しかたなく王女自身が約束通り鉄のストーブのところへ行き、ナイフで穴を開けようとすると成功し、中をのぞくと美しい若者が見えたので、王女はその若者が好きになった。

やがて王子は鉄のストーブから出ることができたが、王女は結婚する前に父親と会わせてほしいと王子にたのむと、王子は3言しか口をきいてはいけないといった。

しかし王女は父親に会うと3言以上話してしまったので、鉄のストーブは消えて、王子はガラスの山とよく切れる剣を超えて遠くに移されてしまう。

 

 

王女は王子を探すが見つからず、9 日間探しまわっていると、森の中で1軒の小さな家を見つける。

その中にはヒキガエルたちが住んでいて、王女を歓迎した。

王女はヒキガエルたちに食べるものと寝る場所を与えられ、次の日には、王子のもとへガラスの山や剣を超えていくための3本の針とすき車をヒキガエルたちに与えられた。

加えてクルミも3つ与えられ、王女は旅立っていった。

 

 

王女は針とすき車を使って道を超え、美しい大きなお城にたどりつき、そこで召使いとしてやとってもらう。

王子は、王女が死んだと思っていたので、ほかの女と結婚しようとしていた。

あるとき王女はヒキガエルからもらったクルミを食べようとそれを割ると、中からりっぱなドレスがあらわれる。
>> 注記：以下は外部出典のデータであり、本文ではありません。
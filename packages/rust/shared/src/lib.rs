//! Shared types, error model, and configuration for svedb.
//!
//! This crate is the foundation depended on by all other svedb crates.
//! It provides:
//! - [`SvedbError`], the unified error type
//! - Domain types ([`RawRecord`], [`RecordSet`], [`RecordMetadata`], [`MetadataTable`])
//! - The segment registry ([`SegmentRegistry`])
//! - Configuration ([`AppConfig`], [`CrawlConfig`], config loading)

pub mod config;
pub mod error;
pub mod segments;
pub mod types;

// Re-export public API at crate root for ergonomic imports.
pub use config::{
    AppConfig, CrawlConfig, EndpointsConfig, ExtractConfig, ExtractionStrategy, MirrorConfig,
    MirrorCredentials, PacingConfig, RetryPolicy, config_dir, config_file_path, init_config,
    load_config, load_config_from,
};
pub use error::{Result, SvedbError};
pub use segments::{SUPPORTED_SEGMENTS, Segment, SegmentRegistry, TOKEN_SEGMENT};
pub use types::{
    CostParams, FaceMetadata, FaceParams, IMAGE_EXTENSION, MetadataTable, MirroredAssetIndex,
    RawRecord, RecordMetadata, RecordSet, UNKNOWN_STAT, parse_stat,
};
王子のいいなずけはそのドレスの話を聞いて買い取ろうとするが、王女はドレスと引きかえに王子の部屋で一晩休ませてほしいとたのむ。

いいなずけは王子に眠り薬を飲ませてから王女を部屋に入れたので、王子はぐっすり眠っていた。

そこで王女は自分が王子を鉄のストーブから救いだし、遠い道をこえてこの城に来たことを、眠っている王子に向かって話しつづけ、それを召使いたちは聞いていた。

 

 

次の日に、2つ目のクルミからさらにきれいなドレスがあらわれ、前の晩とまったく同じことが起こる。
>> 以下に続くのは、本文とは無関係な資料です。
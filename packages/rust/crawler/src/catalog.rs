//! Paginated retrieval of one catalog segment from the search API.

use serde::Serialize;
use tracing::{debug, info, instrument};

use svedb_shared::{RawRecord, RecordSet, Result, SvedbError};

use crate::http::SiteClient;

/// `deck_param1` value excluding unreleased cards.
const RELEASED_ONLY: &str = "N";

/// Request body for one page of the search API.
#[derive(Debug, Serialize)]
struct SearchRequest<'a> {
    param: SearchParam<'a>,
    page: u32,
}

/// Search filters. Every filter except the segment is sent as `null`.
#[derive(Debug, Default, Serialize)]
struct SearchParam<'a> {
    deck_type: Option<&'a str>,
    class_name: Option<&'a str>,
    keyword: Option<&'a str>,
    keyword_type: Option<Vec<&'a str>>,
    expansion: Option<&'a str>,
    cost: Option<Vec<&'a str>>,
    card_kind: Option<Vec<&'a str>>,
    format: Option<&'a str>,
    rare: Option<Vec<&'a str>>,
    power_from: Option<&'a str>,
    power_to: Option<&'a str>,
    hp_from: Option<&'a str>,
    hp_to: Option<&'a str>,
    #[serde(rename = "type")]
    type_: Option<&'a str>,
    ability: Option<&'a str>,
    limit_nt: Option<&'a str>,
    parallel: Option<&'a str>,
    deck_param1: Option<&'a str>,
    deck_param2: Option<&'a str>,
}

impl<'a> SearchRequest<'a> {
    fn new(segment: &'a str, page: u32) -> Self {
        Self {
            param: SearchParam {
                expansion: Some(segment),
                deck_param1: Some(RELEASED_ONLY),
                ..SearchParam::default()
            },
            page,
        }
    }
}

/// Per-segment counters reported after a successful fetch.
#[derive(Debug, Clone, Default, PartialEq, Eq)]
pub struct SegmentSummary {
    pub segment: String,
    /// Non-empty pages retrieved.
    pub pages: u32,
    /// Records returned across all pages.
    pub records_seen: usize,
    /// Records that were new to the result set.
    pub records_added: usize,
}

/// Walks the search API page by page for one segment.
#[derive(Debug, Clone)]
pub struct CatalogFetcher {
    site: SiteClient,
}

impl CatalogFetcher {
    pub fn new(site: SiteClient) -> Self {
        Self { site }
    }

    /// Fetch every page of `segment` into `records`, stopping at the first
    /// empty page.
    ///
    /// A page whose body cannot be read or decoded fails the segment; records
    /// merged from earlier pages stay in `records`.
    #[instrument(skip(self, records), fields(segment = %segment))]
    pub async fn fetch_segment(
        &self,
        segment: &str,
        records: &mut RecordSet,
    ) -> Result<SegmentSummary> {
        let mut summary = SegmentSummary {
            segment: segment.to_string(),
            ..SegmentSummary::default()
        };

        let mut page: u32 = 1;
        loop {
            if page > 1 {
                tokio::time::sleep(self.site.config().page_delay).await;
            }

            let batch = self.fetch_page(segment, page).await?;
            if batch.is_empty() {
                break;
            }

            summary.pages = page;
            summary.records_seen += batch.len();
            summary.records_added += records.extend_dedup(batch);
            debug!(page, total = records.len(), "page merged");
            page += 1;
        }

        records.sort();
        info!(
            pages = summary.pages,
            seen = summary.records_seen,
            added = summary.records_added,
            "segment fetched"
        );
        Ok(summary)
    }

    /// Fetch and decode a single page. An empty list marks the end.
    pub async fn fetch_page(&self, segment: &str, page: u32) -> Result<Vec<RawRecord>> {
        let failed = |message: String| SvedbError::PageFailed {
            segment: segment.to_string(),
            page,
            message,
        };

        let body = serde_json::to_string(&SearchRequest::new(segment, page))
            .map_err(|e| failed(format!("failed to encode request: {e}")))?;

        let what = format!("{segment} page {page}");
        let response = self
            .site
            .send_with_retry(&what, || self.site.api_post(body.clone()))
            .await;

        let text = response
            .text()
            .await
            .map_err(|e| failed(format!("failed to read body: {e}")))?;

        let batch: Option<Vec<RawRecord>> =
            serde_json::from_str(&text).map_err(|e| failed(format!("invalid JSON: {e}")))?;
        Ok(batch.unwrap_or_default())
    }
}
そしてまた次の日に最後のクルミからこのうえなくきれいなドレスがあらわれて、それをほしがるいいなずけに王女は同じように王子の部屋で過ごさせてもらえるようたのむ。

王子はその晩、眠り薬を飲んでしまわないように用心していたので、王女が話をすると王子はとび起きて、ほんとうの花嫁はその王女であったことに気づく。

2人は夜のうちに城から逃げだして、王女が来た道をたどり、森の中のヒキガエルの家に入ると、とたんに魔法が解けて、ヒキガエルたちは王さまの子どもたちの姿にもどる。

家は大きなお城に変わったので2人はそこで結婚式を挙げ、王女の父王も連れてきて、仲良く幸せに暮らした。